Lo sciopero generale di Modena dà continuità alla mobilitazione Cgil del 2 dicembre scorso, quando, sotto il titolo comune “Per cambiare il sistema previdenziale, per sostenere sviluppo e occupazione, per garantire futuro ai giovani”, si svolsero cinque grandi manifestazioni (Roma, Bari, Cagliari, Palermo e Torino) con decine di migliaia di partecipanti. I temi sono gli stessi di cinque mesi fa, a dimostrazione che nulla è cambiato: dalla riforma delle pensioni agli ammortizzatori sociali, dal contrasto alla precarietà alla rivendicazione del lavoro per i giovani, dalla lotta alle illegalità e agli appalti irregolari fino al contrasto della crisi e delle chiusure di aziende e multinazionali.
“Il nostro Osservatorio regionale dell’Ires ha evidenziato un calo dei residenti modenesi nella fascia d’età dai 24 ai 64 anni.

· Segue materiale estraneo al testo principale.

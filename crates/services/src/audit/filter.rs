use chrono::NaiveDate;

use workstage_core::model::{ActionType, TargetType};

use crate::error::FilterError;

/// Filter fields of the audit-log search.
///
/// Cursors handed out by the backend are only valid for the filter set that
/// produced them, so the pager resets its cursor state whenever this changes.
#[derive(Debug, Clone, Default, PartialEq, Eq)]
pub struct LogFilter {
    pub action_type: Option<ActionType>,
    pub target_type: Option<TargetType>,
    pub start_date: Option<NaiveDate>,
    pub end_date: Option<NaiveDate>,
    pub user_id: String,
}

impl LogFilter {
    /// Check the filter before any request is dispatched.
    ///
    /// # Errors
    ///
    /// Returns `FilterError::StartAfterEnd` when both dates are set and the
    /// start is later than the end.
    pub fn validate(&self) -> Result<(), FilterError> {
        if let (Some(start), Some(end)) = (self.start_date, self.end_date) {
            if start > end {
                return Err(FilterError::StartAfterEnd);
            }
        }
        Ok(())
    }

    /// Assemble the filter portion of the search query, omitting blanks.
    #[must_use]
    pub fn to_query(&self) -> Vec<(String, String)> {
        let mut query = Vec::new();
        if let Some(action) = self.action_type {
            query.push(("actionType".to_string(), action.as_str().to_string()));
        }
        if let Some(target) = self.target_type {
            query.push(("targetType".to_string(), target.as_str().to_string()));
        }
        if let Some(date) = self.start_date {
            query.push(("startDate".to_string(), date.format("%Y-%m-%d").to_string()));
        }
        if let Some(date) = self.end_date {
            query.push(("endDate".to_string(), date.format("%Y-%m-%d").to_string()));
        }
        let user_id = self.user_id.trim();
        if !user_id.is_empty() {
            query.push(("userId".to_string(), user_id.to_string()));
        }
        query
    }
}

#[cfg(test)]
mod tests {
    use super::*;

    #[test]
    fn empty_filter_is_valid_and_produces_no_params() {
        let filter = LogFilter::default();
        assert!(filter.validate().is_ok());
        assert!(filter.to_query().is_empty());
    }

    #[test]
    fn inverted_date_range_is_rejected_before_dispatch() {
        let filter = LogFilter {
            start_date: NaiveDate::from_ymd_opt(2024, 5, 2),
            end_date: NaiveDate::from_ymd_opt(2024, 5, 1),
            ..LogFilter::default()
        };
        let err = filter.validate().unwrap_err();
        assert_eq!(err, FilterError::StartAfterEnd);
        assert_eq!(err.to_string(), "시작일은 종료일보다 이전이어야 합니다.");
    }

    #[test]
    fn equal_dates_are_allowed() {
        let day = NaiveDate::from_ymd_opt(2024, 5, 1);
        let filter = LogFilter {
            start_date: day,
            end_date: day,
            ..LogFilter::default()
        };
        assert!(filter.validate().is_ok());
    }

    #[test]
    fn populated_fields_appear_with_wire_codes() {
        let filter = LogFilter {
            action_type: Some(ActionType::Create),
            target_type: Some(TargetType::Project),
            start_date: NaiveDate::from_ymd_opt(2024, 5, 1),
            end_date: None,
            user_id: " admin01 ".to_string(),
        };
        let query = filter.to_query();

        assert!(query.contains(&("actionType".to_string(), "CREATE".to_string())));
        assert!(query.contains(&("targetType".to_string(), "PROJECT".to_string())));
        assert!(query.contains(&("startDate".to_string(), "2024-05-01".to_string())));
        assert!(query.contains(&("userId".to_string(), "admin01".to_string())));
        assert!(query.iter().all(|(key, _)| key != "endDate"));
    }
}
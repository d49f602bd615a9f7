use async_trait::async_trait;
use reqwest::Client;
use serde_json::Value;
use tracing::{debug, warn};
use url::Url;

use crate::error::ApiError;

/// The injected HTTP boundary.
///
/// Services speak to the backend only through this trait; the reqwest-backed
/// implementation below is the single place real networking happens, and
/// tests substitute [`crate::testing::FakeTransport`].
#[async_trait]
pub trait ApiTransport: Send + Sync {
    /// Perform an authenticated GET and return the parsed JSON body.
    async fn get(&self, path: &str, query: &[(String, String)]) -> Result<Value, ApiError>;

    /// Perform an authenticated PATCH with an empty body.
    async fn patch(&self, path: &str) -> Result<Value, ApiError>;
}

/// reqwest-backed transport carrying session credentials in a cookie store.
pub struct HttpTransport {
    client: Client,
    base_url: Url,
}

impl HttpTransport {
    /// Build a transport rooted at the given base URL.
    ///
    /// # Errors
    ///
    /// Returns `ApiError::Http` when the underlying client cannot be built.
    pub fn new(base_url: Url) -> Result<Self, ApiError> {
        let client = Client::builder().cookie_store(true).build()?;
        Ok(Self { client, base_url })
    }

    fn endpoint(&self, path: &str) -> Result<Url, ApiError> {
        Ok(self.base_url.join(path.trim_start_matches('/'))?)
    }
}

#[async_trait]
impl ApiTransport for HttpTransport {
    async fn get(&self, path: &str, query: &[(String, String)]) -> Result<Value, ApiError> {
        let url = self.endpoint(path)?;
        debug!(%url, "GET");
        let response = self.client.get(url.clone()).query(query).send().await?;

        let status = response.status();
        if !status.is_success() {
            warn!(%url, %status, "GET failed");
            return Err(ApiError::Status(status));
        }
        Ok(response.json().await?)
    }

    async fn patch(&self, path: &str) -> Result<Value, ApiError> {
        let url = self.endpoint(path)?;
        debug!(%url, "PATCH");
        let response = self.client.patch(url.clone()).send().await?;

        let status = response.status();
        if !status.is_success() {
            warn!(%url, %status, "PATCH failed");
            return Err(ApiError::Status(status));
        }
        // Mutation endpoints report success/failure only; an empty body is fine.
        Ok(response.json().await.unwrap_or(Value::Null))
    }
}

#[cfg(test)]
mod tests {
    use super::*;

    #[test]
    fn endpoint_joins_relative_paths() {
        let transport =
            HttpTransport::new(Url::parse("https://api.example.com/v1/").unwrap()).unwrap();
        let url = transport.endpoint("/projects/3/progress").unwrap();
        assert_eq!(url.as_str(), "https://api.example.com/v1/projects/3/progress");
    }
}
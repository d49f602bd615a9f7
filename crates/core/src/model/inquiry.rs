use chrono::{DateTime, Utc};
use serde::{Deserialize, Serialize};

use crate::model::ids::InquiryId;

/// Whether an inquiry has been answered yet.
#[derive(Debug, Clone, Copy, PartialEq, Eq, Serialize, Deserialize)]
#[serde(rename_all = "SCREAMING_SNAKE_CASE")]
pub enum InquiryStatus {
    Pending,
    Completed,
}

impl InquiryStatus {
    /// The wire form, as sent in query parameters.
    #[must_use]
    pub fn code(self) -> &'static str {
        match self {
            InquiryStatus::Pending => "PENDING",
            InquiryStatus::Completed => "COMPLETED",
        }
    }

    #[must_use]
    pub fn label(self) -> &'static str {
        match self {
            InquiryStatus::Pending => "답변 대기",
            InquiryStatus::Completed => "답변 완료",
        }
    }
}

/// One row of the admin inquiry list.
#[derive(Debug, Clone, PartialEq, Eq, Serialize, Deserialize)]
#[serde(rename_all = "camelCase")]
pub struct Inquiry {
    pub id: InquiryId,
    pub title: String,
    pub creator_name: String,
    pub status: InquiryStatus,
    pub created_at: DateTime<Utc>,
}

#[cfg(test)]
mod tests {
    use super::*;

    #[test]
    fn status_labels() {
        assert_eq!(InquiryStatus::Pending.label(), "답변 대기");
        assert_eq!(InquiryStatus::Completed.label(), "답변 완료");
    }

    #[test]
    fn inquiry_decodes_backend_shape() {
        let json = r#"{
            "id": 11,
            "title": "견적 문의드립니다",
            "creatorName": "김민수",
            "status": "PENDING",
            "createdAt": "2024-04-01T02:00:00Z"
        }"#;
        let row: Inquiry = serde_json::from_str(json).unwrap();
        assert_eq!(row.status, InquiryStatus::Pending);
        assert_eq!(row.creator_name, "김민수");
    }
}
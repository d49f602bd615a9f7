use tracing::warn;

use workstage_core::model::{AuditLog, LogCursor};

use crate::audit::filter::LogFilter;
use crate::audit::service::{AuditLogService, LogSearchPage, LOG_PAGE_SIZE};
use crate::error::{ApiError, FilterError};

/// A dispatched-but-unapplied search.
///
/// Captures the filter and cursor the request was built from plus the pager
/// epoch at dispatch time. [`LogPager::apply`] refuses to apply an outcome
/// whose epoch has been superseded, so a slow response can never overwrite
/// state produced by a newer request.
#[derive(Debug, Clone, PartialEq, Eq)]
pub struct PendingSearch {
    epoch: u64,
    filter: LogFilter,
    cursor: Option<LogCursor>,
}

impl PendingSearch {
    #[must_use]
    pub fn filter(&self) -> &LogFilter {
        &self.filter
    }

    #[must_use]
    pub fn cursor(&self) -> Option<&LogCursor> {
        self.cursor.as_ref()
    }
}

/// Forward/backward pager over the cursor-based log search.
///
/// The backend only pages forward; "previous page" is reconstructed from a
/// stack of cursors seen on the way in. The stack and cursors are only valid
/// for one filter set, so starting a fresh search drops them.
pub struct LogPager {
    service: AuditLogService,
    filter: LogFilter,

    logs: Vec<AuditLog>,
    total_pages: u32,
    current_page: u32,
    cursor: Option<LogCursor>,
    next_cursor: Option<LogCursor>,
    stack: Vec<Option<LogCursor>>,

    epoch: u64,
}

impl LogPager {
    #[must_use]
    pub fn new(service: AuditLogService) -> Self {
        Self {
            service,
            filter: LogFilter::default(),
            logs: Vec::new(),
            total_pages: 0,
            current_page: 1,
            cursor: None,
            next_cursor: None,
            stack: Vec::new(),
            epoch: 0,
        }
    }

    #[must_use]
    pub fn service(&self) -> AuditLogService {
        self.service.clone()
    }

    #[must_use]
    pub fn filter(&self) -> &LogFilter {
        &self.filter
    }

    #[must_use]
    pub fn logs(&self) -> &[AuditLog] {
        &self.logs
    }

    #[must_use]
    pub fn total_pages(&self) -> u32 {
        self.total_pages
    }

    #[must_use]
    pub fn current_page(&self) -> u32 {
        self.current_page
    }

    /// True while the backend reports another page after this one.
    #[must_use]
    pub fn has_next(&self) -> bool {
        self.next_cursor.is_some()
    }

    /// True while at least one earlier page can be returned to.
    #[must_use]
    pub fn has_previous(&self) -> bool {
        !self.stack.is_empty()
    }

    /// Begin a fresh search with a new filter set.
    ///
    /// Resets paging to the first page and clears the cursor stack; prior
    /// cursors are meaningless under the new filters.
    ///
    /// # Errors
    ///
    /// Returns `FilterError` when the filter fails client-side validation.
    /// Nothing is dispatched and no pager state changes in that case.
    pub fn begin_search(&mut self, filter: LogFilter) -> Result<PendingSearch, FilterError> {
        filter.validate()?;
        self.filter = filter.clone();
        self.stack.clear();
        self.cursor = None;
        self.next_cursor = None;
        self.current_page = 1;
        Ok(self.pending(filter, None))
    }

    /// Begin fetching the next page, if the backend reported one.
    ///
    /// The current page's cursor is pushed so `previous` can return to it.
    #[must_use]
    pub fn begin_next(&mut self) -> Option<PendingSearch> {
        let next = self.next_cursor?;
        self.stack.push(self.cursor);
        Some(self.pending(self.filter.clone(), Some(next)))
    }

    /// Begin returning to the previous page, if there is one.
    #[must_use]
    pub fn begin_previous(&mut self) -> Option<PendingSearch> {
        let cursor = self.stack.pop()?;
        Some(self.pending(self.filter.clone(), cursor))
    }

    /// Apply a completed search, unless it has been superseded.
    ///
    /// A failed request resets to an empty result set rather than keeping
    /// stale rows on screen.
    pub fn apply(&mut self, pending: PendingSearch, outcome: Result<LogSearchPage, ApiError>) {
        if pending.epoch != self.epoch {
            // A newer search started while this one was in flight.
            return;
        }
        match outcome {
            Ok(page) => {
                self.logs = page.logs;
                self.total_pages = page.total_pages;
                self.current_page = page.current_page.max(1);
                self.cursor = page.cursor;
                self.next_cursor = page.next_cursor;
            }
            Err(err) => {
                warn!(error = %err, "log search failed; clearing results");
                self.reset_results();
            }
        }
    }

    /// Run a fresh search to completion.
    ///
    /// # Errors
    ///
    /// Returns `FilterError` when the filter is rejected client-side; request
    /// failures are absorbed into the empty-result state instead.
    pub async fn search(&mut self, filter: LogFilter) -> Result<(), FilterError> {
        let pending = self.begin_search(filter)?;
        self.run(pending).await;
        Ok(())
    }

    /// Fetch the next page, if any.
    pub async fn next(&mut self) {
        if let Some(pending) = self.begin_next() {
            self.run(pending).await;
        }
    }

    /// Return to the previous page, if any.
    pub async fn previous(&mut self) {
        if let Some(pending) = self.begin_previous() {
            self.run(pending).await;
        }
    }

    async fn run(&mut self, pending: PendingSearch) {
        let outcome = self
            .service
            .search(pending.filter(), pending.cursor(), LOG_PAGE_SIZE)
            .await;
        self.apply(pending, outcome);
    }

    fn pending(&mut self, filter: LogFilter, cursor: Option<LogCursor>) -> PendingSearch {
        self.epoch += 1;
        PendingSearch {
            epoch: self.epoch,
            filter,
            cursor,
        }
    }

    fn reset_results(&mut self) {
        self.logs.clear();
        self.total_pages = 0;
        self.current_page = 1;
        self.cursor = None;
        self.next_cursor = None;
        self.stack.clear();
    }
}
use std::sync::Arc;

use dioxus::core::NoOpMutations;
use dioxus::prelude::*;
use dioxus_router::{Routable, Router};
use services::testing::FakeTransport;
use services::{ApiTransport, AuditLogService, InquiryService, ProjectService};
use workstage_core::model::{CompanyRole, UserId, UserSession};

use crate::context::{build_app_context, UiApp};
use crate::views::{AuditLogView, InquiryListView, ProjectListView, ProjectStageView};

#[derive(Clone)]
struct TestApp {
    session: UserSession,
    projects: Arc<ProjectService>,
    inquiries: Arc<InquiryService>,
    audit_logs: Arc<AuditLogService>,
}

impl UiApp for TestApp {
    fn session(&self) -> UserSession {
        self.session.clone()
    }

    fn projects(&self) -> Arc<ProjectService> {
        Arc::clone(&self.projects)
    }

    fn inquiries(&self) -> Arc<InquiryService> {
        Arc::clone(&self.inquiries)
    }

    fn audit_logs(&self) -> Arc<AuditLogService> {
        Arc::clone(&self.audit_logs)
    }
}

#[derive(Clone, Copy, PartialEq, Eq)]
pub enum ViewKind {
    Projects,
    Project(i64),
    Inquiries,
    AuditLog,
}

#[derive(Props, Clone)]
struct ViewHarnessProps {
    app: Arc<TestApp>,
    view: ViewKind,
}

impl PartialEq for ViewHarnessProps {
    fn eq(&self, _other: &Self) -> bool {
        true
    }
}

impl Eq for ViewHarnessProps {}

#[component]
fn ViewRouterHarness(props: ViewHarnessProps) -> Element {
    let app: Arc<dyn UiApp> = props.app.clone();
    use_context_provider(|| build_app_context(&app));
    use_context_provider(|| props.view);
    rsx! { Router::<TestRoute> {} }
}

#[derive(Clone, Routable, PartialEq)]
#[rustfmt::skip]
enum TestRoute {
    #[route("/")]
    Root {},
}

#[component]
fn Root() -> Element {
    let view = use_context::<ViewKind>();
    match view {
        ViewKind::Projects => rsx! { ProjectListView {} },
        ViewKind::Project(project_id) => rsx! { ProjectStageView { project_id } },
        ViewKind::Inquiries => rsx! { InquiryListView {} },
        ViewKind::AuditLog => rsx! { AuditLogView {} },
    }
}

pub struct ViewHarness {
    pub dom: VirtualDom,
    pub transport: Arc<FakeTransport>,
}

impl ViewHarness {
    pub fn rebuild(&mut self) {
        self.dom.rebuild_in_place();
        drive_dom(&mut self.dom);
    }

    pub async fn drive_async(&mut self) {
        let _ = tokio::time::timeout(
            std::time::Duration::from_millis(50),
            self.dom.wait_for_work(),
        )
        .await;
        self.dom.render_immediate(&mut NoOpMutations);
        self.dom.process_events();
    }

    pub fn render(&self) -> String {
        dioxus_ssr::render(&self.dom)
    }
}

pub fn drive_dom(dom: &mut VirtualDom) {
    dom.process_events();
    dom.render_immediate(&mut NoOpMutations);
    dom.process_events();
}

pub fn setup_view_harness(
    view: ViewKind,
    role: CompanyRole,
    transport: Arc<FakeTransport>,
) -> ViewHarness {
    let session = UserSession::new(UserId::new(7), "테스트 사용자", role);
    let shared: Arc<dyn ApiTransport> = Arc::clone(&transport) as Arc<dyn ApiTransport>;
    let app = Arc::new(TestApp {
        session,
        projects: Arc::new(ProjectService::new(Arc::clone(&shared))),
        inquiries: Arc::new(InquiryService::new(Arc::clone(&shared))),
        audit_logs: Arc::new(AuditLogService::new(Arc::clone(&shared))),
    });

    let dom = VirtualDom::new_with_props(ViewRouterHarness, ViewHarnessProps { app, view });

    ViewHarness { dom, transport }
}
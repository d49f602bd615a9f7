use workstage_core::model::{ProgressMarker, Stage, StageList};

/// Derived status of one stage on the timeline.
#[derive(Clone, Copy, Debug, PartialEq, Eq)]
pub enum StageStatus {
    Completed,
    Current,
    Pending,
}

impl StageStatus {
    #[must_use]
    pub fn label(self) -> &'static str {
        match self {
            StageStatus::Completed => "완료",
            StageStatus::Current => "진행중",
            StageStatus::Pending => "대기",
        }
    }
}

/// View-model for a project's stage timeline.
///
/// Derives which stage is active and which are complete from the backend's
/// progress marker, and tracks the locally *viewed* stage separately: the
/// user may browse stages without changing what is current on the server.
#[derive(Clone, Debug, PartialEq)]
pub struct StageTimelineVm {
    stages: StageList,
    marker: ProgressMarker,
    viewed: usize,
}

impl StageTimelineVm {
    /// Build the view-model; the viewed stage starts on the current one.
    #[must_use]
    pub fn new(stages: StageList, marker: ProgressMarker) -> Self {
        let viewed = current_index(&stages, marker).unwrap_or(0);
        Self {
            stages,
            marker,
            viewed,
        }
    }

    #[must_use]
    pub fn stages(&self) -> &[Stage] {
        self.stages.stages()
    }

    #[must_use]
    pub fn marker(&self) -> ProgressMarker {
        self.marker
    }

    #[must_use]
    pub fn len(&self) -> usize {
        self.stages.len()
    }

    #[must_use]
    pub fn is_empty(&self) -> bool {
        self.stages.is_empty()
    }

    /// Index of the stage the progress marker points at.
    ///
    /// Falls back to 0 when the marker names no stage in the list (a defined
    /// policy, not an error); `None` when the marker is terminal or the list
    /// is empty.
    #[must_use]
    pub fn current_stage_index(&self) -> Option<usize> {
        current_index(&self.stages, self.marker)
    }

    // ─── Viewed-stage navigation ───────────────────────────────────────────

    #[must_use]
    pub fn viewed_index(&self) -> usize {
        self.viewed
    }

    #[must_use]
    pub fn viewed_stage(&self) -> Option<&Stage> {
        self.stages.get(self.viewed)
    }

    pub fn select(&mut self, index: usize) {
        if index < self.stages.len() {
            self.viewed = index;
        }
    }

    /// View the next stage, clamped to the last one.
    pub fn advance(&mut self) {
        if self.viewed + 1 < self.stages.len() {
            self.viewed += 1;
        }
    }

    /// View the previous stage, clamped to the first one.
    pub fn retreat(&mut self) {
        self.viewed = self.viewed.saturating_sub(1);
    }

    // ─── Completion derivation ─────────────────────────────────────────────

    /// Status of one stage relative to the progress marker.
    #[must_use]
    pub fn status(&self, stage: &Stage) -> StageStatus {
        if self.marker.is_terminal() {
            return StageStatus::Completed;
        }
        if self.marker.matches(&stage.name) {
            return StageStatus::Current;
        }
        match self.current_position() {
            Some(current) if stage.position < current => StageStatus::Completed,
            _ => StageStatus::Pending,
        }
    }

    #[must_use]
    pub fn is_completed(&self, stage: &Stage) -> bool {
        self.status(stage) == StageStatus::Completed
    }

    #[must_use]
    pub fn is_current(&self, stage: &Stage) -> bool {
        self.status(stage) == StageStatus::Current
    }

    /// How many stages are strictly before the current one (all of them once
    /// the marker is terminal).
    #[must_use]
    pub fn completed_count(&self) -> usize {
        if self.stages.is_empty() {
            return 0;
        }
        if self.marker.is_terminal() {
            return self.stages.len();
        }
        match self.current_position() {
            Some(current) => self
                .stages
                .stages()
                .iter()
                .filter(|stage| stage.position < current)
                .count(),
            None => 0,
        }
    }

    /// Completed share of the timeline as a rounded integer percentage.
    #[must_use]
    pub fn overall_progress_rate(&self) -> u32 {
        if self.stages.is_empty() {
            return 0;
        }
        let ratio = self.completed_count() as f64 / self.stages.len() as f64;
        (ratio * 100.0).round() as u32
    }

    /// Position of the stage the marker resolves to, with the same
    /// fallback-to-first policy as `current_stage_index`.
    fn current_position(&self) -> Option<u32> {
        let index = self.current_stage_index()?;
        self.stages.get(index).map(|stage| stage.position)
    }
}

fn current_index(stages: &StageList, marker: ProgressMarker) -> Option<usize> {
    if stages.is_empty() || marker.is_terminal() {
        return None;
    }
    Some(
        stages
            .position_of(|stage| marker.matches(&stage.name))
            .unwrap_or(0),
    )
}

//
// ─── TESTS ─────────────────────────────────────────────────────────────────────
//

Questo vuol dire che anche da Modena i giovani vanno via” argomenta Gozzi: “I giovani restano qui il tempo di studiare, visto che la provincia può vantare una buona proposta formativa e scolare, soprattutto per quanto riguarda l’università, ma poi, conseguita la specializzazione e acquisite le dovute competenze, se ne vanno per cercare di realizzarsi altrove”. È sempre più urgente, quindi, “imprimere un cambiamento alle politiche industriali e al rilancio del mercato del lavoro”, mettendo assieme misure che leghino il severo riesame della riforma Fornero (in particolare sull’adeguamento dell’aspettativa di vita e sull’uscita flessibile) a piani del lavoro pensati per i giovani (compresa, sempre in tema previdenziale, la nascita di una pensione contributiva di garanzia).
Con la mobilitazione odierna la Cgil modenese intende anche rimarcare l’esigenza di rivedere gli ammortizzatori sociali (“a fronte – si legge nel documento di presentazione – di chiusure opportunistiche di multinazionali o di crisi aziendali, sono insufficienti a gestire le ricadute occupazionali, anche a causa degli ultimi tagli del governo”), di porre la massima attenzione al lavoro femminile, di rilanciare il welfare pubblico “come strumento di redistribuzione della ricchezza e per mitigare le differenze sociali”, di affermare un modello di sviluppo “basato sulla legalità e sul maggior controllo del sistema degli appalti, che spesso sono irregolari e fondati sullo sfruttamento del lavoro, come ha evidenziato la vertenza Castelfrigo”.
Obiettivo dello sciopero generale di otto ore, infine, è anche quello di mettere in fila tutti gli elementi necessari alla “costruzione di tavoli di contrattazione territoriale” per ragionare di crescita e sviluppo, anche in vista delle elezioni amministrative previste per l’anno prossimo. “La nostra ambizione – conclude la segretaria generale Cgil Manuela Gozzi – è ‘sfidare’ chi si candida a governare, sulla base di un progetto che sappia invertire l’attuale tendenza di crescita delle disuguaglianze e di aumento della precarietà”.